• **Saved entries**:
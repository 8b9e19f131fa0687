//! Capacity & waitlist management.
//!
//! Seats are counted from `enrolled`, `confirmed` and `no_show` rows. The
//! waitlist is FIFO with dense positions `1..n`; every removal or promotion
//! renumbers what is left.

use serde::{Deserialize, Serialize};
use slotwise_core::error::{Result, SlotwiseError};
use slotwise_core::types::{Enrollment, EnrollmentStatus, Session, Timestamp};

use crate::persistence::SessionRepo;

/// What `add_participant` did.
#[derive(Debug, Clone, PartialEq, Serialize, Deserialize)]
#[serde(rename_all = "snake_case", tag = "outcome", content = "enrollment")]
pub enum AddOutcome {
    Enrolled(Enrollment),
    Waitlisted(Enrollment),
    /// An active enrollment already existed; nothing changed.
    AlreadyEnrolled(Enrollment),
}

impl AddOutcome {
    pub fn enrollment(&self) -> &Enrollment {
        match self {
            AddOutcome::Enrolled(e) | AddOutcome::Waitlisted(e) | AddOutcome::AlreadyEnrolled(e) => e,
        }
    }

    /// True when a row was written.
    pub fn is_new(&self) -> bool {
        !matches!(self, AddOutcome::AlreadyEnrolled(_))
    }
}

/// What `remove_participant` did.
#[derive(Debug, Clone, PartialEq, Serialize, Deserialize)]
pub struct RemoveOutcome {
    pub removed: Enrollment,
    /// Students moved off the waitlist as a result.
    pub promoted: Vec<String>,
}

/// Seat a student, or queue them when the session is full.
pub fn add_participant(
    repo: &SessionRepo<'_>,
    session: &Session,
    student_id: &str,
    actor_id: &str,
    now: Timestamp,
) -> Result<AddOutcome> {
    if let Some(existing) = repo.active_enrollment(&session.id, student_id)? {
        return Ok(AddOutcome::AlreadyEnrolled(existing));
    }

    let occupied = repo.count_occupied(&session.id)?;
    let (status, waitlist_position) = if occupied < session.max_participants {
        (EnrollmentStatus::Enrolled, None)
    } else {
        (
            EnrollmentStatus::Waitlisted,
            Some(repo.max_waitlist_position(&session.id)? + 1),
        )
    };

    let enrollment = Enrollment {
        id: uuid::Uuid::new_v4().to_string(),
        session_id: session.id.clone(),
        student_id: student_id.to_string(),
        status,
        waitlist_position,
        enrolled_by: actor_id.to_string(),
        enrolled_at: now,
        cancellation_reason: None,
        cancelled_by: None,
        cancelled_at: None,
        notification_sent: false,
        notification_sent_at: None,
    };
    repo.insert_enrollment(&enrollment)?;

    Ok(match status {
        EnrollmentStatus::Waitlisted => {
            tracing::debug!(
                "⏳ {} waitlisted on {} at position {}",
                student_id,
                session.id,
                waitlist_position.unwrap_or_default()
            );
            AddOutcome::Waitlisted(enrollment)
        }
        _ => AddOutcome::Enrolled(enrollment),
    })
}

/// Soft-cancel a student's enrollment, then fill any freed seat from the waitlist.
pub fn remove_participant(
    repo: &SessionRepo<'_>,
    session: &Session,
    student_id: &str,
    reason: Option<&str>,
    actor_id: &str,
    now: Timestamp,
) -> Result<RemoveOutcome> {
    let mut removed = repo
        .active_enrollment(&session.id, student_id)?
        .ok_or_else(|| SlotwiseError::not_found("enrollment", format!("{}/{}", session.id, student_id)))?;

    repo.cancel_enrollment(&removed.id, reason, actor_id, now)?;
    let was_waitlisted = removed.status == EnrollmentStatus::Waitlisted;
    removed.status = EnrollmentStatus::Cancelled;
    removed.waitlist_position = None;
    removed.cancellation_reason = reason.map(str::to_string);
    removed.cancelled_by = Some(actor_id.to_string());
    removed.cancelled_at = Some(now);

    if was_waitlisted {
        renumber_waitlist(repo, &session.id)?;
    }
    let promoted = promote_waitlisted(repo, session)?;
    Ok(RemoveOutcome { removed, promoted })
}

/// Promote waitlisted students into free seats, first in line first.
/// Returns the promoted student ids. Closed sessions never promote.
pub fn promote_waitlisted(repo: &SessionRepo<'_>, session: &Session) -> Result<Vec<String>> {
    if session.status.is_terminal() {
        return Ok(Vec::new());
    }
    let occupied = repo.count_occupied(&session.id)?;
    let available = session.max_participants.saturating_sub(occupied) as usize;
    if available == 0 {
        return Ok(Vec::new());
    }

    let waitlist = repo.waitlisted(&session.id)?;
    if waitlist.is_empty() {
        return Ok(Vec::new());
    }

    let mut promoted = Vec::new();
    for entry in waitlist.iter().take(available) {
        repo.set_enrollment_status(&entry.id, EnrollmentStatus::Enrolled, None)?;
        promoted.push(entry.student_id.clone());
    }
    renumber_waitlist(repo, &session.id)?;

    tracing::info!("⬆️ Promoted {} from waitlist on {}", promoted.len(), session.id);
    Ok(promoted)
}

/// Attendance marking. Only seated rows can move between `confirmed` and `no_show`.
pub fn set_participant_status(
    repo: &SessionRepo<'_>,
    session: &Session,
    student_id: &str,
    status: EnrollmentStatus,
) -> Result<Enrollment> {
    if !matches!(status, EnrollmentStatus::Confirmed | EnrollmentStatus::NoShow) {
        return Err(SlotwiseError::validation(format!(
            "attendance status must be confirmed or no_show, got {}",
            status.as_str()
        )));
    }
    let mut enrollment = repo
        .active_enrollment(&session.id, student_id)?
        .ok_or_else(|| SlotwiseError::not_found("enrollment", format!("{}/{}", session.id, student_id)))?;
    if !matches!(
        enrollment.status,
        EnrollmentStatus::Enrolled | EnrollmentStatus::Confirmed | EnrollmentStatus::NoShow
    ) {
        return Err(SlotwiseError::StateConflict(format!(
            "enrollment of {} is {}",
            student_id,
            enrollment.status.as_str()
        )));
    }
    repo.set_enrollment_status(&enrollment.id, status, None)?;
    enrollment.status = status;
    Ok(enrollment)
}

fn renumber_waitlist(repo: &SessionRepo<'_>, session_id: &str) -> Result<()> {
    for (i, entry) in repo.waitlisted(session_id)?.iter().enumerate() {
        let position = i as u32 + 1;
        if entry.waitlist_position != Some(position) {
            repo.set_waitlist_position(&entry.id, position)?;
        }
    }
    Ok(())
}

#[cfg(test)]
mod tests {
    use super::*;
    use crate::persistence::SchedulingDb;
    use chrono::{DateTime, Duration};
    use slotwise_core::types::{RecurrencePattern, SessionStatus, SessionType};

    fn now() -> Timestamp {
        DateTime::parse_from_rfc3339("2026-03-01T09:00:00Z").unwrap()
    }

    fn session(max: u32) -> Session {
        let start = DateTime::parse_from_rfc3339("2026-03-02T10:00:00Z").unwrap();
        Session {
            id: "s1".into(),
            program_id: "p1".into(),
            facility_id: "f1".into(),
            course_id: None,
            title: "Group".into(),
            description: String::new(),
            session_type: SessionType::Group,
            start_time: start,
            end_time: start + Duration::hours(1),
            status: SessionStatus::Scheduled,
            max_participants: max,
            special_requirements: None,
            notes: None,
            recurrence_pattern: RecurrencePattern::None,
            recurrence_rule: None,
            recurring_parent_id: None,
            series_id: None,
            is_recurring: false,
            cancellation_reason: None,
            cancelled_by: None,
            cancelled_at: None,
            notification_sent: false,
            notification_sent_at: None,
            reminder_sent_at: None,
            created_by: "admin".into(),
            created_at: start,
            updated_at: start,
        }
    }

    fn setup(max: u32) -> (SchedulingDb, Session) {
        let db = SchedulingDb::open_in_memory().unwrap();
        let s = session(max);
        db.write(|repo| repo.insert_session(&s)).unwrap();
        (db, s)
    }

    fn statuses(db: &SchedulingDb) -> Vec<(String, EnrollmentStatus, Option<u32>)> {
        db.read(|repo| repo.enrollments("s1"))
            .unwrap()
            .into_iter()
            .filter(|e| e.status.is_active())
            .map(|e| (e.student_id, e.status, e.waitlist_position))
            .collect()
    }

    #[test]
    fn test_waitlist_scenario() {
        let (db, s) = setup(2);
        let t = now();
        db.write(|repo| {
            for (i, student) in ["S1", "S2", "S3", "S4"].iter().enumerate() {
                add_participant(repo, &s, student, "admin", t + Duration::minutes(i as i64))?;
            }
            Ok(())
        })
        .unwrap();
        assert_eq!(
            statuses(&db),
            vec![
                ("S1".into(), EnrollmentStatus::Enrolled, None),
                ("S2".into(), EnrollmentStatus::Enrolled, None),
                ("S3".into(), EnrollmentStatus::Waitlisted, Some(1)),
                ("S4".into(), EnrollmentStatus::Waitlisted, Some(2)),
            ]
        );

        let out = db
            .write(|repo| remove_participant(repo, &s, "S1", Some("sick"), "admin", t + Duration::hours(1)))
            .unwrap();
        assert_eq!(out.promoted, vec!["S3".to_string()]);
        assert_eq!(out.removed.status, EnrollmentStatus::Cancelled);

        let after = statuses(&db);
        assert!(after.contains(&("S3".into(), EnrollmentStatus::Enrolled, None)));
        assert!(after.contains(&("S4".into(), EnrollmentStatus::Waitlisted, Some(1))));
        assert_eq!(db.read(|repo| repo.count_occupied("s1")).unwrap(), 2);
    }

    #[test]
    fn test_duplicate_add_is_noop() {
        let (db, s) = setup(2);
        let first = db.write(|repo| add_participant(repo, &s, "S1", "admin", now())).unwrap();
        assert!(first.is_new());
        let again = db.write(|repo| add_participant(repo, &s, "S1", "admin", now())).unwrap();
        assert!(matches!(again, AddOutcome::AlreadyEnrolled(_)));
        assert_eq!(again.enrollment().id, first.enrollment().id);
        assert_eq!(statuses(&db).len(), 1);
    }

    #[test]
    fn test_removing_waitlisted_redensifies() {
        let (db, s) = setup(1);
        db.write(|repo| {
            for student in ["A", "B", "C", "D"] {
                add_participant(repo, &s, student, "admin", now())?;
            }
            Ok(())
        })
        .unwrap();

        let out = db
            .write(|repo| remove_participant(repo, &s, "C", None, "admin", now()))
            .unwrap();
        assert!(out.promoted.is_empty());
        let waitlist: Vec<(String, Option<u32>)> = db
            .read(|repo| repo.waitlisted("s1"))
            .unwrap()
            .into_iter()
            .map(|e| (e.student_id, e.waitlist_position))
            .collect();
        assert_eq!(waitlist, vec![("B".into(), Some(1)), ("D".into(), Some(2))]);
    }

    #[test]
    fn test_remove_unknown_is_not_found() {
        let (db, s) = setup(1);
        let err = db
            .write(|repo| remove_participant(repo, &s, "ghost", None, "admin", now()))
            .unwrap_err();
        assert!(matches!(err, SlotwiseError::NotFound { entity: "enrollment", .. }));
    }

    #[test]
    fn test_capacity_growth_promotes_in_order() {
        let (db, mut s) = setup(1);
        db.write(|repo| {
            for student in ["A", "B", "C", "D"] {
                add_participant(repo, &s, student, "admin", now())?;
            }
            Ok(())
        })
        .unwrap();

        s.max_participants = 3;
        let promoted = db
            .write(|repo| {
                repo.set_max_participants("s1", 3, now())?;
                promote_waitlisted(repo, &s)
            })
            .unwrap();
        assert_eq!(promoted, vec!["B".to_string(), "C".to_string()]);
        let waitlist = db.read(|repo| repo.waitlisted("s1")).unwrap();
        assert_eq!(waitlist.len(), 1);
        assert_eq!(waitlist[0].student_id, "D");
        assert_eq!(waitlist[0].waitlist_position, Some(1));
    }

    #[test]
    fn test_no_show_keeps_seat() {
        let (db, s) = setup(1);
        db.write(|repo| {
            add_participant(repo, &s, "A", "admin", now())?;
            add_participant(repo, &s, "B", "admin", now())
        })
        .unwrap();
        let e = db
            .write(|repo| set_participant_status(repo, &s, "A", EnrollmentStatus::NoShow))
            .unwrap();
        assert_eq!(e.status, EnrollmentStatus::NoShow);
        assert!(db.write(|repo| promote_waitlisted(repo, &s)).unwrap().is_empty());

        let err = db
            .write(|repo| set_participant_status(repo, &s, "B", EnrollmentStatus::Confirmed))
            .unwrap_err();
        assert!(matches!(err, SlotwiseError::StateConflict(_)));
    }

    #[test]
    fn test_closed_session_removal_does_not_promote() {
        let (db, mut s) = setup(1);
        db.write(|repo| {
            add_participant(repo, &s, "A", "admin", now())?;
            add_participant(repo, &s, "B", "admin", now())
        })
        .unwrap();

        s.status = SessionStatus::Cancelled;
        db.write(|repo| repo.update_session_status("s1", SessionStatus::Cancelled, now()))
            .unwrap();
        let out = db
            .write(|repo| remove_participant(repo, &s, "A", None, "admin", now()))
            .unwrap();
        assert!(out.promoted.is_empty());
        assert_eq!(out.removed.status, EnrollmentStatus::Cancelled);
        assert_eq!(
            statuses(&db),
            vec![("B".into(), EnrollmentStatus::Waitlisted, Some(1))]
        );
    }
}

• **EXERCISE DIRECTIONS**: Only the lines that contain the string "SchedulingDb" are to be copied from the records.

• **RESPONSE AREA**:
    use crate::persistence::SchedulingDb;
    fn setup(max: u32) -> (SchedulingDb, Session) {
        let db = SchedulingDb::open_in_memory().unwrap();
    fn statuses(db: &SchedulingDb) -> Vec<(String, EnrollmentStatus, Option<u32>)> {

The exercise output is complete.